Wednesday, 21 November 2012
A lot of interesting tweets last night from the Royal Society Innovation Debate. (Twitter mark: #innovationdebate). I couldn't go, so I am relying on the tweets I received that raised some interesting points on R&D and innovation. (There were some annoying and, IMHO opinion wrong, comments about economists which I shall return to at the end of this post).
One point raised was by @JackStilgoe "Annoyingly, national R&D spending does not correlate with economic growth. See Edgerton, http://www.historyandpolicy.org/papers/policy-paper-88.html). To which I replied "well yes, but growth is determined by other things than R&D. Taking those into account there is a correlation IMHO". And @GordonBrianR chimed in with "R&D also needed for absorptive capacity - to stay on the knowledge frontier. There is a Red Queen effect here too.".
So what do economists know about all this?
The assertion of the non-relation between growth and R&D refers to the article by David Edgerton. Now, I consider myself a friend of David and his books and expertise in this area are unmatched. On this issue however, I beg slightly to differ. Actually, I think he's mostly talking about the correlation between growth and public R&D. So let's break it down.

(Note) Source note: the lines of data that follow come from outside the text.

use assert_cmd::Command;
use predicates::prelude::*;
use tempfile::TempDir;

use crate::common::{SampleTree, run_slngen, solution_lines};

fn slngen() -> Command {
    let mut command = Command::new(env!("CARGO_BIN_EXE_slngen"));
    command.env("NO_COLOR", "1").env_remove("RUST_LOG");
    command
}

#[test]
fn test_generate_writes_solution_and_sidecar() {
    let tree = SampleTree::new().unwrap();

    let output = tree.run(&["generate", "-g", "web", "-o", "Web.sln"]).unwrap();
    output.assert_success().assert_stdout_contains("✓ Generated").assert_stdout_contains("with 3 projects");

    let bytes = std::fs::read(tree.workspace.path("Web.sln")).unwrap();
    assert!(bytes.starts_with(b"\xEF\xBB\xBF"), "solution starts with a byte order mark");
    let content = String::from_utf8(bytes).unwrap();
    assert!(content.ends_with("EndGlobal\r\n"));
    assert!(!content.replace("\r\n", "").contains('\n'), "every line ends with CRLF");
    assert_eq!(solution_lines(&content).iter().filter(|l| l.starts_with("Project(")).count(), 3);

    assert!(tree.workspace.exists("Web.sln.thirdparties"));
}

#[test]
fn test_generate_without_sidecar() {
    let tree = SampleTree::new().unwrap();

    slngen()
        .current_dir(tree.root())
        .args(["generate", "-p", "Acme.Tools", "-o", "out/Tools.sln", "--no-sidecar"])
        .assert()
        .success()
        .stdout(predicate::str::contains("with 2 projects"));

    let content = tree.workspace.read("out/Tools.sln").unwrap();
    assert!(content.contains("\"Tools\", \"..\\src\\Tools\\Tools.csproj\""));
    assert!(content.contains(&tree.core.to_string()));
    assert!(!tree.workspace.exists("out/Tools.sln.thirdparties"));
}

#[test]
fn test_config_flag_resolves_output_against_config_dir() {
    let tree = SampleTree::new().unwrap();
    let elsewhere = TempDir::new().unwrap();
    let config = tree.workspace.path("slngen.toml");

    slngen()
        .current_dir(elsewhere.path())
        .args(["-c", config.to_str().unwrap(), "generate", "-g", "tools", "-o", "Tools.sln"])
        .assert()
        .success();

    assert!(tree.workspace.exists("Tools.sln"));
    assert!(!elsewhere.path().join("Tools.sln").exists());
}

#[test]
fn test_unused_as_json() {
    let tree = SampleTree::new().unwrap();

    let output = tree.run(&["unused", "-g", "web", "--format", "json"]).unwrap();
    output.assert_success();

    let entries: serde_json::Value = serde_json::from_str(&output.stdout).unwrap();
    let mut names: Vec<&str> =
        entries.as_array().unwrap().iter().map(|entry| entry["name"].as_str().unwrap()).collect();
    names.sort_unstable();
    assert_eq!(names, vec!["Acme.Orphan", "Acme.Tools"]);

    let tools = entries.as_array().unwrap().iter().find(|entry| entry["name"] == "Acme.Tools").unwrap();
    assert_eq!(tools["id"], tree.tools.to_string());
}

#[test]
fn test_unused_rejects_unknown_format() {
    let tree = SampleTree::new().unwrap();
    tree.run(&["unused", "--format", "yaml"])
        .unwrap()
        .assert_failure()
        .assert_stderr_contains("Invalid format 'yaml'");
}

#[test]
fn test_copy_third_parties_command() {
    let tree = SampleTree::new().unwrap();

    slngen()
        .current_dir(tree.root())
        .args(["copy-third-parties", "-g", "web", "-o", "deploy"])
        .assert()
        .success()
        .stdout(predicate::str::contains("Copied 2 files"));

    assert!(tree.workspace.exists("deploy/Vendor.Json.dll"));
    assert!(tree.workspace.exists("deploy/Vendor.Json.dep"));
}

#[test]
fn test_unknown_group_suggests_closest_name() {
    let tree = SampleTree::new().unwrap();

    tree.run(&["generate", "-g", "tool", "-o", "Tools.sln"])
        .unwrap()
        .assert_failure()
        .assert_stderr_contains("Group with name tool not found in configuration")
        .assert_stderr_contains("Did you mean 'tools'?");
    assert!(!tree.workspace.exists("Tools.sln"));
}

#[test]
fn test_missing_config_points_to_init() {
    let temp_dir = TempDir::new().unwrap();

    slngen()
        .current_dir(temp_dir.path())
        .args(["generate", "-o", "All.sln"])
        .assert()
        .code(1)
        .stderr(predicate::str::contains("slngen init"));
}

#[test]
fn test_init_then_refuse_overwrite() {
    let temp_dir = TempDir::new().unwrap();

    let output = run_slngen(temp_dir.path(), &["init"]).unwrap();
    output.assert_success().assert_stdout_contains("Initialized");
    let content = std::fs::read_to_string(temp_dir.path().join("slngen.toml")).unwrap();
    assert!(content.contains("[[groups]]"));

    run_slngen(temp_dir.path(), &["init"]).unwrap().assert_failure().assert_stderr_contains("--force");
    run_slngen(temp_dir.path(), &["init", "--force"]).unwrap().assert_success();
}

#[test]
fn test_verbose_and_quiet_conflict() {
    slngen().args(["--verbose", "--quiet", "init"]).assert().failure();
}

There is of course no simple bivariate correlation between growth and R&D since, as mentioned above, one has to control for other things, R&D takes time to come through etc. etc. One very thorough study on this at the company level is Foray, Hall and Mairesse, Cemi-Working paper-2007-003. They criticize the assertion of no relationship made by Booz Allen Hamilton, Winter 2006, issue 45, "Strategy and Business" and show there is just such a relation at firm level as long as one is careful with data construction, accounts for the correct lags etc. An study at the country level is Griffith, Redding and van Reenen.
But let me put out another thought. Who cares if there is no relation?

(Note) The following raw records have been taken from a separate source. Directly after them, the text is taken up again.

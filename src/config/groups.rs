//! Named groups of root projects
//!
//! A group lists projects directly, includes other groups, or both. Group
//! names and project entries compare case-insensitively. Flattening happens
//! once when the configuration is resolved; later selection only looks up
//! the flattened lists.

use anyhow::Result;
use serde::{Deserialize, Serialize};
use std::collections::HashSet;
use strsim::levenshtein;

use crate::core::SlnError;

/// A `[[groups]]` entry as written.
#[derive(Debug, Clone, Default, PartialEq, Eq, Serialize, Deserialize)]
#[serde(rename_all = "kebab-case")]
pub struct ProjectGroup {
    pub name: String,
    /// Assembly names or descriptor paths relative to the source root.
    #[serde(default, skip_serializing_if = "Vec::is_empty")]
    pub projects: Vec<String>,
    /// Names of groups whose projects this group includes.
    #[serde(default, skip_serializing_if = "Vec::is_empty")]
    pub groups: Vec<String>,
}

/// Flattened groups in declaration order.
#[derive(Debug, Clone, Default, PartialEq, Eq)]
pub struct GroupSet {
    groups: Vec<(String, Vec<String>)>,
}

impl GroupSet {
    /// Expand group inclusions. Each flattened list keeps the first
    /// occurrence of every project.
    pub fn flatten(groups: &[ProjectGroup]) -> Result<Self> {
        let mut seen = HashSet::new();
        for group in groups {
            if !seen.insert(group.name.to_lowercase()) {
                return Err(SlnError::DuplicateGroup {
                    name: group.name.clone(),
                }
                .into());
            }
        }

        let mut flattened = Vec::with_capacity(groups.len());
        for group in groups {
            let mut stack = Vec::new();
            let mut projects = Vec::new();
            collect(groups, group, &mut stack, &mut projects)?;
            flattened.push((group.name.clone(), dedupe(projects)));
        }
        Ok(Self {
            groups: flattened,
        })
    }

    #[must_use]
    pub fn len(&self) -> usize {
        self.groups.len()
    }

    #[must_use]
    pub fn is_empty(&self) -> bool {
        self.groups.is_empty()
    }

    /// Group names in declaration order.
    #[must_use]
    pub fn names(&self) -> Vec<&str> {
        self.groups.iter().map(|(name, _)| name.as_str()).collect()
    }

    /// Flattened projects of one group.
    #[must_use]
    pub fn get(&self, name: &str) -> Option<&[String]> {
        self.groups
            .iter()
            .find(|(candidate, _)| candidate.eq_ignore_ascii_case(name))
            .map(|(_, projects)| projects.as_slice())
    }

    /// Union of the selected groups' projects, first occurrence kept.
    ///
    /// No names selects every group.
    pub fn select(&self, names: &[String]) -> Result<Vec<String>> {
        let mut projects = Vec::new();
        if names.is_empty() {
            for (_, members) in &self.groups {
                projects.extend(members.iter().cloned());
            }
        } else {
            for name in names {
                let members = self.get(name).ok_or_else(|| SlnError::GroupNotFound {
                    name: name.clone(),
                    suggestion: suggest(name, self.names()),
                })?;
                projects.extend(members.iter().cloned());
            }
        }

        let projects = dedupe(projects);
        if projects.is_empty() {
            let groups = if names.is_empty() { self.names().join(";") } else { names.join(";") };
            return Err(SlnError::NoProjectsSelected {
                groups,
            }
            .into());
        }
        Ok(projects)
    }
}

fn collect<'g>(
    groups: &'g [ProjectGroup],
    group: &'g ProjectGroup,
    stack: &mut Vec<&'g str>,
    projects: &mut Vec<String>,
) -> Result<()> {
    if stack.iter().any(|name| name.eq_ignore_ascii_case(&group.name)) {
        let mut chain: Vec<String> = stack.iter().map(|name| (*name).to_string()).collect();
        chain.push(group.name.clone());
        return Err(SlnError::CircularGroup {
            chain,
        }
        .into());
    }

    stack.push(&group.name);
    projects.extend(group.projects.iter().map(|p| p.trim().to_string()).filter(|p| !p.is_empty()));
    for included in &group.groups {
        let target = groups
            .iter()
            .find(|candidate| candidate.name.eq_ignore_ascii_case(included))
            .ok_or_else(|| SlnError::GroupNotFound {
                name: included.clone(),
                suggestion: suggest(included, groups.iter().map(|g| g.name.as_str())),
            })?;
        collect(groups, target, stack, projects)?;
    }
    stack.pop();
    Ok(())
}

fn dedupe(projects: Vec<String>) -> Vec<String> {
    let mut seen = HashSet::new();
    projects.into_iter().filter(|p| seen.insert(p.to_lowercase())).collect()
}

/// The defined name closest to `name`, if it is close enough to be a typo.
fn suggest<'a>(name: &str, candidates: impl IntoIterator<Item = &'a str>) -> Option<String> {
    let target = name.to_lowercase();
    candidates
        .into_iter()
        .map(|candidate| (levenshtein(&target, &candidate.to_lowercase()), candidate))
        .filter(|(distance, _)| *distance <= (target.len() / 3).max(2))
        .min_by_key(|(distance, _)| *distance)
        .map(|(_, candidate)| candidate.to_string())
}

To be fair, many economists are interested in the correlation between R&D in country/industry/firm A and growth in country/industry/firm A. But most are interested in an even more interesting correlation: the relation between R&D in country/industry/firm A and growth in firm B. That is to say, one might not find any correlation at all between one entity's R&D and its growth, for it might all be relying on using R&D from another place. Indeed, part of the Royal Society's honourable tradition is to foster that very information flow, by encouraging open science and communication. And if there is such a relation then we are off to the races, for the free market might under-provide research, there might be role for subsidies and public provision, mobility of scientists and absorbtive capacity might affect such transfer etc. etc. So the lack of a relation actually makes the policy issues more urgent and not less.
So, I shouldn't really say that the lack of relation does not matter, but that its not right to cite that lack of relation as an indication that policy is impotent.
If interested, here are some additional comments from an earlier post, "Innovation: A guide for the Perplexed".
There were some rather negative tweets about economics which may or may not have accurately recorded what the participants said. I can only say economists never sit around at Economics conferences and complain that scientists just spend their time watching apples fall from trees. Let's base criticism of other disciplines on what they actually do, not what people seem to think they do.